Another year, another Madden. Every year since its inception, the most popular football game in the world releases a new iteration of the franchise, much to the joy to the those who play it. With new rosters, a few tweaks and some visual improvements. This year is more of the same, with some welcome additions.
I’ve loved Madden for a long time, and the game used to be an every year, day one buy for me. I have vivid memories of standing outside of a gaming store to pick it up for a midnight release. Every year it was the same: pick it up at midnight, play a game with a friend, and then turn in, excited about the possibility of more. As time wore on, however, the game lost its luster and became a game that can be waited on. With only incremental progress, spending full price on a game I basically bought last year didn’t seem worth it. As unfortunate as it is, this year’s Madden has given me that same feeling.
Once per couple of generations, the developers will reinvent or create a feature that will elevate the game, such as the passing cone of Madden NFL ‘06, or even last year’s Longshot mode. The first-ever story mode was a breath of fresh air into a game that had lost its shine. Longshot is back this year, but as it seems to happen with Madden, it’s a step back for each step forward.
Let’s begin with Longshot, as it was the most highly touted feature of last year’s game. Devin Wade and Colt Cruise are back again, now each controllable on their journey back to the NFL. With the first Longshot, we were in control, with players making decisions, both on the field and off. All in an effort to help Devin make his name on the “Longshot” reality show. Each choice brought rewards or consequence, building Devin from a flamed out college star to a dark horse NFL player.
This year, however, the control has gone back to the game. Choices have been replaced with long, arduous cutscenes. The cast is star-studded, but watching them loses impact when that’s all that is done. After playing about a quarter of Longshot’s story, I had yet to make a single choice. And any in-story interaction that was accessible to me as a player seemed to not make much of a difference. A missed pass gave way to disappointment, but failure meant either retrying or moving on, without much consequence. What was a revelation in last year’s edition became a lot more watching, and much less playing. The story is much better this time around, but I turn on Madden to play football, not watch people talk about playing it.
Aside from the big step down in the story mode, Madden NFL ‘19 does what it does best: make incremental changes that improves the game. The graphics are better, the atmosphere is more realistic, and the locomotion is much better. They even included celebrations (though no kneeling, because of course not)! Running with the ball feels better, passing feels smoother, with more precise timing and additional ball placement. Moving on defense feels just as smooth as it ever has. The improvements on the mechanics front, such as more natural running locomotion, are impressive, making the game much more enjoyable.

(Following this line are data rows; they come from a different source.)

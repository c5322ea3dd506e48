use std::sync::Arc;

use rand::{rngs::StdRng, Rng, SeedableRng};
use tokio::runtime::Runtime;
use tsdb_guard_admission::{
    AtomicCounter, LabelSet, LimitsConfig, Overrides, ReservationLimiter, TenantLimits,
};
use tsdb_guard_ingester::{Ingester, PushRequest, Sample, TimeSeries};
use tsdb_guard_store_gateway::{Block, BlockStore, BucketStore, Chunk, StoredSeries};

pub const BENCH_TENANT: &str = "tenant-bench";

/// Limiter with a fresh failure counter, for contention benches.
pub fn limiter(limit: u64) -> (Arc<ReservationLimiter>, Arc<AtomicCounter>) {
    let counter = Arc::new(AtomicCounter::new());
    let limiter = ReservationLimiter::new(limit, counter.clone(), None);
    (Arc::new(limiter), counter)
}

pub struct QueryBenchFixture {
    pub store: Arc<BucketStore>,
    pub runtime: Runtime,
    pub tenant_id: String,
}

impl QueryBenchFixture {
    /// Builds `blocks` blocks of `series_per_block` series each, spread over
    /// ten jobs, with random chunk counts. The seed keeps runs comparable.
    pub fn new(blocks: usize, series_per_block: usize, limits: LimitsConfig) -> anyhow::Result<Self> {
        let mut rng = StdRng::seed_from_u64(42);
        let store = BlockStore::new();

        for block_idx in 0..blocks {
            let series = (0..series_per_block)
                .map(|series_idx| {
                    let job = format!("job-{}", series_idx % 10);
                    let instance = format!("instance-{block_idx}-{series_idx}");
                    let chunks = (0..rng.gen_range(1..=8i64))
                        .map(|i| Chunk {
                            min_time_ms: i * 7_200_000,
                            max_time_ms: (i + 1) * 7_200_000 - 1,
                            num_samples: rng.gen_range(60..=240),
                        })
                        .collect();
                    StoredSeries {
                        labels: LabelSet::from_pairs([
                            ("__name__", "http_requests_total"),
                            ("instance", instance.as_str()),
                            ("job", job.as_str()),
                        ]),
                        chunks,
                    }
                })
                .collect();
            store.add_block(BENCH_TENANT, Block::new(format!("block-{block_idx}"), series));
        }

        let limits: Arc<dyn TenantLimits> = Arc::new(Overrides::new(limits));
        let runtime = Runtime::new()?;
        Ok(Self {
            store: Arc::new(BucketStore::new(Arc::new(store), limits, None)),
            runtime,
            tenant_id: BENCH_TENANT.to_string(),
        })
    }
}

pub struct PushBenchFixture {
    pub ingester: Arc<Ingester>,
    pub tenant_id: String,
}

impl PushBenchFixture {
    pub fn new(limits: LimitsConfig) -> Self {
        let limits: Arc<dyn TenantLimits> = Arc::new(Overrides::new(limits));
        Self {
            ingester: Arc::new(Ingester::new(limits, 1, 1, 0, None)),
            tenant_id: BENCH_TENANT.to_string(),
        }
    }
}

/// Push request with `series` distinct series of one sample each.
pub fn push_request(series: usize, offset: usize) -> PushRequest {
    PushRequest {
        timeseries: (offset..offset + series)
            .map(|idx| {
                let instance = format!("instance-{idx}");
                TimeSeries {
                    labels: LabelSet::from_pairs([
                        ("__name__", "up"),
                        ("instance", instance.as_str()),
                        ("job", "bench"),
                    ]),
                    samples: vec![Sample {
                        timestamp_ms: idx as i64,
                        value: 1.0,
                    }],
                }
            })
            .collect(),
    }
}
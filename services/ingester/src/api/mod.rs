use std::sync::Arc;
use std::time::Duration;

use axum::{
    middleware,
    routing::{get, post},
    Router,
};
use tower::ServiceBuilder;
use tower_http::trace::TraceLayer;
use tsdb_guard_admission::middleware::{instrument_httpgrpc_handle, set_request_id};

use crate::config::IngesterConfig;
use crate::ingester::Ingester;

mod handlers;
mod types;

pub use handlers::{get_stats, health_check, push};
pub use types::{HealthResponse, StatsResponse};

pub struct ApiState {
    pub ingester: Arc<Ingester>,
    pub config: Arc<IngesterConfig>,
}

impl ApiState {
    pub fn new(ingester: Arc<Ingester>, config: IngesterConfig) -> Self {
        Self {
            ingester,
            config: Arc::new(config),
        }
    }
}

pub fn create_router(state: Arc<ApiState>) -> Router {
    let timeout = Duration::from_secs(state.config.request_timeout_secs);

    Router::new()
        .route("/api/v1/push", post(push))
        .route("/api/v1/stats", get(get_stats))
        .route("/health", get(health_check))
        .with_state(state)
        .layer(middleware::from_fn(instrument_httpgrpc_handle))
        .layer(middleware::from_fn(set_request_id))
        .layer(
            ServiceBuilder::new()
                .layer(TraceLayer::new_for_http())
                .layer(tower_http::timeout::TimeoutLayer::new(timeout)),
        )
}
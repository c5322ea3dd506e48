use serde::{Deserialize, Serialize};

use crate::ingester::IngestStatsSnapshot;

#[derive(Debug, Clone, Serialize, Deserialize)]
pub struct HealthResponse {
    pub status: String,
    pub service: String,
}

#[derive(Debug, Clone, Serialize, Deserialize)]
pub struct StatsResponse {
    pub stats: IngestStatsSnapshot,
}
use std::env;
use std::path::PathBuf;

use anyhow::{anyhow, Context, Result};
use serde::{Deserialize, Serialize};
use tsdb_guard_admission::LimitsConfig;

#[derive(Debug, Clone, Serialize, Deserialize)]
pub struct StoreGatewayConfig {
    pub server_host: String,
    pub server_port: u16,
    pub runtime_config_file: Option<PathBuf>,
    pub runtime_reload_interval_secs: u64,
    /// JSON file with the blocks to serve, keyed by tenant.
    pub blocks_file: Option<PathBuf>,
    /// Emit a diagnostic for every non-trivial reservation.
    pub log_limiter_decisions: bool,
    pub request_timeout_secs: u64,
    pub default_limits: LimitsConfig,
    pub log_level: String,
}

impl Default for StoreGatewayConfig {
    fn default() -> Self {
        Self {
            server_host: "127.0.0.1".to_string(),
            server_port: 9096,
            runtime_config_file: None,
            runtime_reload_interval_secs: 10,
            blocks_file: None,
            log_limiter_decisions: false,
            request_timeout_secs: 60,
            default_limits: LimitsConfig::default(),
            log_level: "info".to_string(),
        }
    }
}

impl StoreGatewayConfig {
    pub fn from_env() -> Result<Self> {
        let mut config = Self::default();

        if let Ok(host) = env::var("STORE_GATEWAY_HOST") {
            if !host.trim().is_empty() {
                config.server_host = host;
            }
        }
        if let Ok(port) = env::var("STORE_GATEWAY_PORT") {
            config.server_port = port
                .parse::<u16>()
                .context("failed to parse STORE_GATEWAY_PORT as u16")?;
        }
        if let Ok(path) = env::var("RUNTIME_CONFIG_FILE") {
            if !path.trim().is_empty() {
                config.runtime_config_file = Some(PathBuf::from(path));
            }
        }
        if let Ok(interval) = env::var("RUNTIME_RELOAD_INTERVAL_SECS") {
            config.runtime_reload_interval_secs = interval
                .parse()
                .context("failed to parse RUNTIME_RELOAD_INTERVAL_SECS as u64")?;
        }
        if let Ok(path) = env::var("BLOCKS_FILE") {
            if !path.trim().is_empty() {
                config.blocks_file = Some(PathBuf::from(path));
            }
        }
        if let Ok(flag) = env::var("LOG_LIMITER_DECISIONS") {
            config.log_limiter_decisions = parse_bool(&flag)
                .with_context(|| format!("invalid LOG_LIMITER_DECISIONS value: {flag}"))?;
        }
        if let Ok(timeout) = env::var("REQUEST_TIMEOUT_SECS") {
            config.request_timeout_secs = timeout
                .parse()
                .context("failed to parse REQUEST_TIMEOUT_SECS as u64")?;
        }
        if let Ok(limit) = env::var("MAX_CHUNKS_PER_QUERY") {
            config.default_limits.max_chunks_per_query = limit
                .parse()
                .context("failed to parse MAX_CHUNKS_PER_QUERY as u64")?;
        }
        if let Ok(limit) = env::var("MAX_SERIES_PER_QUERY") {
            config.default_limits.max_series_per_query = limit
                .parse()
                .context("failed to parse MAX_SERIES_PER_QUERY as u64")?;
        }
        if let Ok(level) = env::var("LOG_LEVEL") {
            if !level.trim().is_empty() {
                config.log_level = level;
            }
        }

        config.validate()?;
        Ok(config)
    }

    pub fn validate(&self) -> Result<()> {
        if self.runtime_config_file.is_some() && self.runtime_reload_interval_secs == 0 {
            return Err(anyhow!(
                "RUNTIME_RELOAD_INTERVAL_SECS must be greater than zero when RUNTIME_CONFIG_FILE is set"
            ));
        }
        if self.request_timeout_secs == 0 {
            return Err(anyhow!("REQUEST_TIMEOUT_SECS must be greater than zero"));
        }
        Ok(())
    }
}

fn parse_bool(value: &str) -> Result<bool> {
    match value.trim().to_ascii_lowercase().as_str() {
        "1" | "true" | "yes" | "on" => Ok(true),
        "0" | "false" | "no" | "off" => Ok(false),
        other => Err(anyhow!("expected a boolean, got '{other}'")),
    }
}
use std::fmt;
use std::sync::atomic::{AtomicBool, AtomicU64, Ordering};
use std::sync::Arc;

use crate::error::ClassifiedError;
use crate::metrics::Counter;

use super::{Limiter, ReservationObserver, ReservationRecord, ReservationStatus, ResourceKind};

/// Outcome of a single reservation, before any side effects run.
#[derive(Debug, Clone, PartialEq, Eq)]
pub struct Decision {
    pub admitted: bool,
    pub record: Option<ReservationRecord>,
}

/// Checks whether the total reserved for one operation has passed a limit.
///
/// Reservations are never released: once the total crosses the limit every
/// later call fails, including `reserve(0)`. A limit of 0 disables the check.
pub struct ReservationLimiter {
    resource: Option<ResourceKind>,
    limit: u64,
    reserved: AtomicU64,
    failed_counter: Arc<dyn Counter>,
    failed_once: AtomicBool,
    observer: Option<Arc<dyn ReservationObserver>>,
}

impl ReservationLimiter {
    pub fn new(
        limit: u64,
        failed_counter: Arc<dyn Counter>,
        observer: Option<Arc<dyn ReservationObserver>>,
    ) -> Self {
        Self {
            resource: None,
            limit,
            reserved: AtomicU64::new(0),
            failed_counter,
            failed_once: AtomicBool::new(false),
            observer,
        }
    }

    pub fn with_resource(mut self, resource: ResourceKind) -> Self {
        self.resource = Some(resource);
        self
    }

    pub fn limit(&self) -> u64 {
        self.limit
    }

    pub fn reserved(&self) -> u64 {
        self.reserved.load(Ordering::Acquire)
    }

    pub fn resource(&self) -> Option<ResourceKind> {
        self.resource
    }

    /// Adds `num` to the running total and compares it to the limit. Does not
    /// touch the failure counter or the observer.
    pub fn decide(&self, num: u64) -> Decision {
        if self.limit == 0 {
            return Decision {
                admitted: true,
                record: None,
            };
        }

        // fetch_update never returns Err when the closure always yields Some.
        let previous = match self.reserved.fetch_update(Ordering::AcqRel, Ordering::Acquire, |cur| {
            Some(cur.saturating_add(num))
        }) {
            Ok(prev) | Err(prev) => prev,
        };
        let reserved = previous.saturating_add(num);

        if reserved > self.limit {
            return Decision {
                admitted: false,
                record: Some(self.record(num, reserved, ReservationStatus::Failed)),
            };
        }

        Decision {
            admitted: true,
            record: (num != 0).then(|| self.record(num, reserved, ReservationStatus::Ok)),
        }
    }

    fn record(&self, delta: u64, reserved: u64, status: ReservationStatus) -> ReservationRecord {
        ReservationRecord {
            resource: self.resource,
            delta,
            reserved,
            limit: self.limit,
            status,
        }
    }

    fn record_failure(&self) {
        if self
            .failed_once
            .compare_exchange(false, true, Ordering::AcqRel, Ordering::Acquire)
            .is_ok()
        {
            self.failed_counter.inc();
        }
    }
}

impl Limiter for ReservationLimiter {
    fn reserve(&self, num: u64) -> Result<(), ClassifiedError> {
        let decision = self.decide(num);

        if !decision.admitted {
            self.record_failure();
        }

        if let (Some(observer), Some(record)) = (&self.observer, &decision.record) {
            observer.observe(record);
        }

        if decision.admitted {
            Ok(())
        } else {
            Err(ClassifiedError::limit_exceeded(self.limit))
        }
    }

    fn log(&self, fields: &[(&str, &dyn fmt::Display)]) {
        if let Some(observer) = &self.observer {
            observer.log(fields);
        }
    }
}

impl fmt::Debug for ReservationLimiter {
    fn fmt(&self, f: &mut fmt::Formatter<'_>) -> fmt::Result {
        f.debug_struct("ReservationLimiter")
            .field("resource", &self.resource)
            .field("limit", &self.limit)
            .field("reserved", &self.reserved())
            .field("failed", &self.failed_once.load(Ordering::Acquire))
            .finish()
    }
}
pub mod bench_support;
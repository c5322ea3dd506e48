use std::sync::Arc;
use std::thread;
use std::time::Duration;

use criterion::{black_box, criterion_group, criterion_main, BenchmarkId, Criterion, SamplingMode};
use tsdb_guard::bench_support::limiter;
use tsdb_guard_admission::Limiter;

fn bench_single_thread(c: &mut Criterion) {
    let mut group = c.benchmark_group("limiter_single_thread");
    group
        .sample_size(500)
        .measurement_time(Duration::from_secs(5))
        .warm_up_time(Duration::from_secs(2))
        .sampling_mode(SamplingMode::Auto);

    group.bench_function(BenchmarkId::new("reserve", "admitted"), |b| {
        let (limiter, _) = limiter(u64::MAX);
        b.iter(|| black_box(limiter.reserve(black_box(1))))
    });

    group.bench_function(BenchmarkId::new("reserve", "unlimited"), |b| {
        let (limiter, _) = limiter(0);
        b.iter(|| black_box(limiter.reserve(black_box(1))))
    });

    group.bench_function(BenchmarkId::new("reserve", "latched"), |b| {
        let (limiter, _) = limiter(1);
        let _ = limiter.reserve(2);
        b.iter(|| black_box(limiter.reserve(black_box(1))))
    });

    group.finish();
}

fn bench_contention(c: &mut Criterion) {
    let mut group = c.benchmark_group("limiter_contention");
    group
        .sample_size(50)
        .measurement_time(Duration::from_secs(10))
        .warm_up_time(Duration::from_secs(2));

    const RESERVATIONS_PER_THREAD: usize = 10_000;

    for threads in [2usize, 4, 8] {
        group.bench_with_input(BenchmarkId::new("threads", threads), &threads, |b, &threads| {
            b.iter(|| {
                let (limiter, counter) = limiter(u64::MAX);
                let handles: Vec<_> = (0..threads)
                    .map(|_| {
                        let limiter = Arc::clone(&limiter);
                        thread::spawn(move || {
                            for _ in 0..RESERVATIONS_PER_THREAD {
                                let _ = limiter.reserve(1);
                            }
                        })
                    })
                    .collect();
                for handle in handles {
                    handle.join().expect("reserve thread panicked");
                }
                black_box((limiter.reserved(), counter.get()))
            });
        });
    }

    group.finish();
}

criterion_group!(benches, bench_single_thread, bench_contention);
criterion_main!(benches);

The rest of the game, however, doesn’t have much else in the way of new features. With a few small updates to Franchise Mode and Ultimate team, players who dive into Madden each year should have something to latch onto. Adding customizable draft classes, a feature that fans have wanted for years and something other sports games (such as the NBA 2k series) have had for years is a welcome change. Another major adjustment comes to Ultimate Team, solo challenges and unlockable modes at certain levels. These kinds of additions are a great start in progressing the franchise.
As with most Madden games, though, it comes down to this: it’s good. That’s about it. EA knows what it’s doing, as their years of being the pinnacle of sports games has proven. But to be honest, nothing about this game made it a must buy. Nearly everything that was there in Madden NFL ‘18 is available in this version, some of it is worse (I’m looking at you, Longshot) and the improvements that were made are solid, but nothing to propel this game into a new stratosphere.
If you like Madden, then get it. It’s worth playing, it’s enjoyable, and for football fans, the closest thing many will get to ever seeing the field. As an experience, Madden is good, and Madden NFL ‘19 maintains that status quo. It won’t do much to tilt the needle for those who are only looking to get into the series now, but those familiar with it will find the exciting experience that has always been present.
The basics are all there, but as it can happen with games that release every year, things can get stale. Not failing to capitalize on the success of last year’s Longshot campaign really hurt this game in terms of enjoyment. The rest of the game is solid, but it needed something to push it over the edge. It just didn’t get it this year. It’s worth checking out for die-hard fans of the franchise, but it might be worth the wait for lapsed fans or those who don’t invest heavily on the gridiron.